I understood the below line may be used to restrict the maximum number of nvlsheads.
if (graph->pattern == NCCL_TOPO_PATTERN_NVLS && i>0) continue;
But I'm not sure.
Additionally, I'm curious that if NCCL_ALGO_NVLS_TREE is enabled, how the kernel function complete intra-node ALLReduce with once scatter and gather by means of NVLS mechanism. I don't quite understand how the array nvls->up is used. It looks the value of nvls->up elements such as comm->nranks + h
is greater than comm->nranks.
When I tested the code 2.19.3 with dual-ports NIC, in case of NVLS acceleration, unfortunately, all_reduce_perf hung.

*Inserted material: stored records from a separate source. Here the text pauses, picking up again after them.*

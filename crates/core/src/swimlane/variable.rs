use std::collections::HashMap;
use std::time::Duration;

use tunelane_protocol::{FocusableItem, Horizontal, LayoutItem, StableId, Viewport};

use super::{IndexOwnership, LaneEvent, step};
use crate::animation::Tween;
use crate::config::DesignTokens;
use crate::focus::FocusNode;
use crate::offset;

#[derive(Debug, Clone, Copy, PartialEq)]
pub struct VariableLaneConfig {
    pub gap: f64,
    pub viewport: Viewport,
    /// Content wider than `overflow_ratio` viewports gets a "More" entry.
    pub overflow_ratio: f64,
    pub scroll_duration: Duration,
}

impl VariableLaneConfig {
    pub fn from_tokens(tokens: &DesignTokens) -> Self {
        Self {
            gap: tokens.variable_gap,
            viewport: tokens.lane_viewport(),
            overflow_ratio: tokens.overflow_ratio,
            scroll_duration: tokens.scroll_duration(),
        }
    }
}

impl Default for VariableLaneConfig {
    fn default() -> Self {
        Self::from_tokens(&DesignTokens::default())
    }
}

/// Which policy last decided the lane's offset.
#[derive(Debug, Clone, Copy, PartialEq, Eq)]
pub enum OffsetDriver {
    /// Following the focused chip while the lane owns input.
    Focus,
    /// Revealing the active chip (e.g. the applied filter).
    ActiveReveal,
}

/// A lane of chips whose widths are only known after they are rendered.
///
/// The two offset policies resolve deterministically: while the lane owns
/// input, revealing the active chip never moves the offset away from the
/// focused chip, and it never overrides navigation made since gaining input.
/// Otherwise the most recent request wins.
#[derive(Debug, Clone)]
pub struct VariableSwimlane {
    items: Vec<FocusableItem>,
    widths: HashMap<StableId, f64>,
    more_width: Option<f64>,
    ownership: IndexOwnership,
    focused_index: usize,
    active_index: Option<usize>,
    has_input: bool,
    navigated: bool,
    fully_measured: bool,
    config: VariableLaneConfig,
    offset: Tween,
    driver: OffsetDriver,
}

impl VariableSwimlane {
    pub fn new(
        items: Vec<FocusableItem>,
        ownership: IndexOwnership,
        config: VariableLaneConfig,
    ) -> Self {
        Self {
            items,
            widths: HashMap::new(),
            more_width: None,
            ownership,
            focused_index: 0,
            active_index: None,
            has_input: false,
            navigated: false,
            fully_measured: false,
            config,
            offset: Tween::settled(0.0),
            driver: OffsetDriver::Focus,
        }
    }

    pub fn items(&self) -> &[FocusableItem] {
        &self.items
    }

    pub fn focused_index(&self) -> usize {
        self.focused_index
    }

    pub fn active_index(&self) -> Option<usize> {
        self.active_index
    }

    pub fn has_input_focus(&self) -> bool {
        self.has_input
    }

    pub fn driver(&self) -> OffsetDriver {
        self.driver
    }

    pub fn config(&self) -> &VariableLaneConfig {
        &self.config
    }

    pub fn offset(&self) -> f64 {
        self.offset.value()
    }

    pub fn target_offset(&self) -> f64 {
        self.offset.target()
    }

    pub fn index_of(&self, id: &str) -> Option<usize> {
        self.items.iter().position(|item| item.id == id)
    }

    pub fn width_of(&self, id: &str) -> Option<f64> {
        self.widths.get(id).copied()
    }

    pub fn more_width(&self) -> Option<f64> {
        self.more_width
    }

    /// Every real item has reported a width.
    pub fn is_measured(&self) -> bool {
        self.items.iter().all(|item| self.widths.contains_key(&item.id))
    }

    /// Measured widths of the real items plus the gaps between them.
    pub fn items_width(&self) -> f64 {
        let widths: f64 = self
            .items
            .iter()
            .filter_map(|item| self.widths.get(&item.id))
            .sum();
        let gaps = self.items.len().saturating_sub(1) as f64 * self.config.gap;
        widths + gaps
    }

    pub fn has_overflow(&self) -> bool {
        let limit = self.config.viewport.effective_width() * self.config.overflow_ratio;
        !self.items.is_empty() && self.is_measured() && self.items_width() > limit
    }

    /// Index of the "More" entry, when present.
    pub fn more_index(&self) -> Option<usize> {
        self.has_overflow().then_some(self.items.len())
    }

    /// Real items plus the "More" entry.
    pub fn navigable_count(&self) -> usize {
        self.items.len() + usize::from(self.has_overflow())
    }

    /// Layout of every navigable entry. Unmeasured entries count as zero
    /// width until they report.
    pub fn layout(&self) -> Vec<LayoutItem> {
        let gap = self.config.gap;
        let mut layout: Vec<LayoutItem> = self
            .items
            .iter()
            .map(|item| LayoutItem::new(self.widths.get(&item.id).copied().unwrap_or(0.0), gap))
            .collect();
        if self.has_overflow() {
            layout.push(LayoutItem::new(self.more_width.unwrap_or(0.0), gap));
        }
        if let Some(last) = layout.last_mut() {
            last.gap_after = 0.0;
        }
        layout
    }

    fn offset_for(&self, index: usize) -> f64 {
        offset::compute_offset_with_allowance(
            index,
            &self.layout(),
            &self.config.viewport,
            self.config.gap / 2.0,
        )
    }

    fn move_offset(&mut self, target: f64, animate: bool) {
        if animate {
            self.offset.retarget(target, self.config.scroll_duration);
        } else {
            self.offset.jump(target);
        }
    }

    fn follow_focus(&mut self, animate: bool) {
        self.driver = OffsetDriver::Focus;
        let target = self.offset_for(self.focused_index);
        self.move_offset(target, animate);
    }

    /// Scroll the active chip into view unless that would take the view
    /// away from the focused chip of a lane holding input. Returns whether
    /// the offset was taken over.
    fn reveal_active(&mut self, animate: bool) -> bool {
        let Some(active) = self.active_index else {
            return false;
        };
        if self.has_input && (self.navigated || active != self.focused_index) {
            tracing::trace!(active, focused = self.focused_index, "active reveal yields to focus");
            return false;
        }
        self.driver = OffsetDriver::ActiveReveal;
        let target = self.offset_for(active);
        self.move_offset(target, animate);
        true
    }

    fn clamp_focus(&mut self) {
        let count = self.navigable_count();
        self.focused_index = self.focused_index.min(count.saturating_sub(1));
    }

    /// Re-run layout after widths or the viewport changed.
    fn relayout(&mut self) {
        self.clamp_focus();
        if self.is_measured() && !self.fully_measured {
            self.fully_measured = true;
            if self.reveal_active(true) {
                return;
            }
        }
        match self.driver {
            OffsetDriver::Focus => self.follow_focus(false),
            OffsetDriver::ActiveReveal => {
                if !self.reveal_active(false) {
                    self.follow_focus(false);
                }
            }
        }
    }

    /// Record the rendered width of one item.
    pub fn measure_item(&mut self, id: &StableId, width: f64) {
        if !width.is_finite() || width < 0.0 {
            return;
        }
        if self.widths.get(id) == Some(&width) {
            return;
        }
        self.widths.insert(id.clone(), width);
        self.relayout();
    }

    /// Record the rendered width of the "More" entry.
    pub fn measure_more(&mut self, width: f64) {
        if !width.is_finite() || width < 0.0 || self.more_width == Some(width) {
            return;
        }
        self.more_width = Some(width);
        self.relayout();
    }

    pub fn set_viewport(&mut self, viewport: Viewport) {
        if viewport != self.config.viewport {
            self.config.viewport = viewport;
            self.relayout();
        }
    }

    pub fn move_focus(&mut self, direction: Horizontal) -> Option<LaneEvent> {
        let count = self.navigable_count();
        if count == 0 {
            return None;
        }
        let next = step(self.focused_index, count, direction);
        if next == self.focused_index {
            return None;
        }
        match self.ownership {
            IndexOwnership::Autonomous => {
                self.apply_focus(next);
                Some(LaneEvent::FocusChanged(next))
            }
            IndexOwnership::Delegated => Some(LaneEvent::FocusRequested(next)),
        }
    }

    fn apply_focus(&mut self, index: usize) {
        self.focused_index = index;
        self.navigated = true;
        if self.has_input {
            self.follow_focus(true);
        }
    }

    /// Push a focus index from outside.
    pub fn set_focused_index(&mut self, index: usize) {
        let index = index.min(self.navigable_count().saturating_sub(1));
        if index != self.focused_index {
            self.apply_focus(index);
        }
    }

    /// Restore a remembered focus without counting it as navigation.
    pub fn restore(&mut self, index: usize) {
        self.focused_index = index.min(self.navigable_count().saturating_sub(1));
        if self.has_input {
            self.follow_focus(false);
        }
    }

    /// Mark the selected chip. Changing it scrolls it into view.
    pub fn set_active_index(&mut self, index: Option<usize>) {
        let index = index.filter(|i| *i < self.items.len());
        if index != self.active_index {
            self.active_index = index;
            self.reveal_active(true);
        }
    }

    pub fn activate(&self) -> Option<LaneEvent> {
        if let Some(item) = self.items.get(self.focused_index) {
            return Some(LaneEvent::Selected {
                index: self.focused_index,
                id: item.id.clone(),
            });
        }
        (self.more_index() == Some(self.focused_index)).then_some(LaneEvent::MoreRequested)
    }

    pub fn set_input_focus(&mut self, focused: bool) {
        if focused == self.has_input {
            return;
        }
        self.has_input = focused;
        self.navigated = false;
        if focused {
            self.follow_focus(true);
        }
    }

    /// Swap in a new list. Cached widths of surviving items are kept.
    pub fn replace_items(&mut self, items: Vec<FocusableItem>) -> Option<LaneEvent> {
        let same = self.items.len() == items.len()
            && self.items.iter().zip(&items).all(|(a, b)| a.id == b.id);
        self.items = items;
        if same {
            return None;
        }
        let items = &self.items;
        self.widths.retain(|id, _| items.iter().any(|item| &item.id == id));
        self.fully_measured = false;
        self.active_index = None;
        self.driver = OffsetDriver::Focus;
        match self.ownership {
            IndexOwnership::Autonomous => {
                self.focused_index = 0;
                self.offset.jump(0.0);
                Some(LaneEvent::FocusChanged(0))
            }
            IndexOwnership::Delegated => {
                self.clamp_focus();
                self.offset.jump(self.offset_for(self.focused_index));
                Some(LaneEvent::FocusRequested(0))
            }
        }
    }

    pub fn tick(&mut self, dt: Duration) {
        self.offset.tick(dt);
    }
}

The processes of all_reduce_perf were still there. And the utilization of GPUs went high (100%). In this case, NVLS is enabled (NCCL_NVLS_ENABLE = 1). And I'm sure the topology graph is generated based on NVLS_TREE (graph->pattern == NCCL_TOPO_PATTERN_NVLS). I'm not sure what went wrong. Additionally, if I shut down one port on each NIC, it could work and I did see the test result.
I noted that one line is added to search.cc:ncclTopoSearchRecNet(...) by commit "Fixes for H800" (commit id: bfd7bf8) as following:
if (graph->pattern == NCCL_TOPO_PATTERN_NVLS && i>0) continue;
With this new added line, in case of a dual-ports NIC, it looks only one port can be used as an outgoing channel when construct the topo graph. I don't quite understand why we added this new line.
It would be highly appreciated if any idea. Many thanks.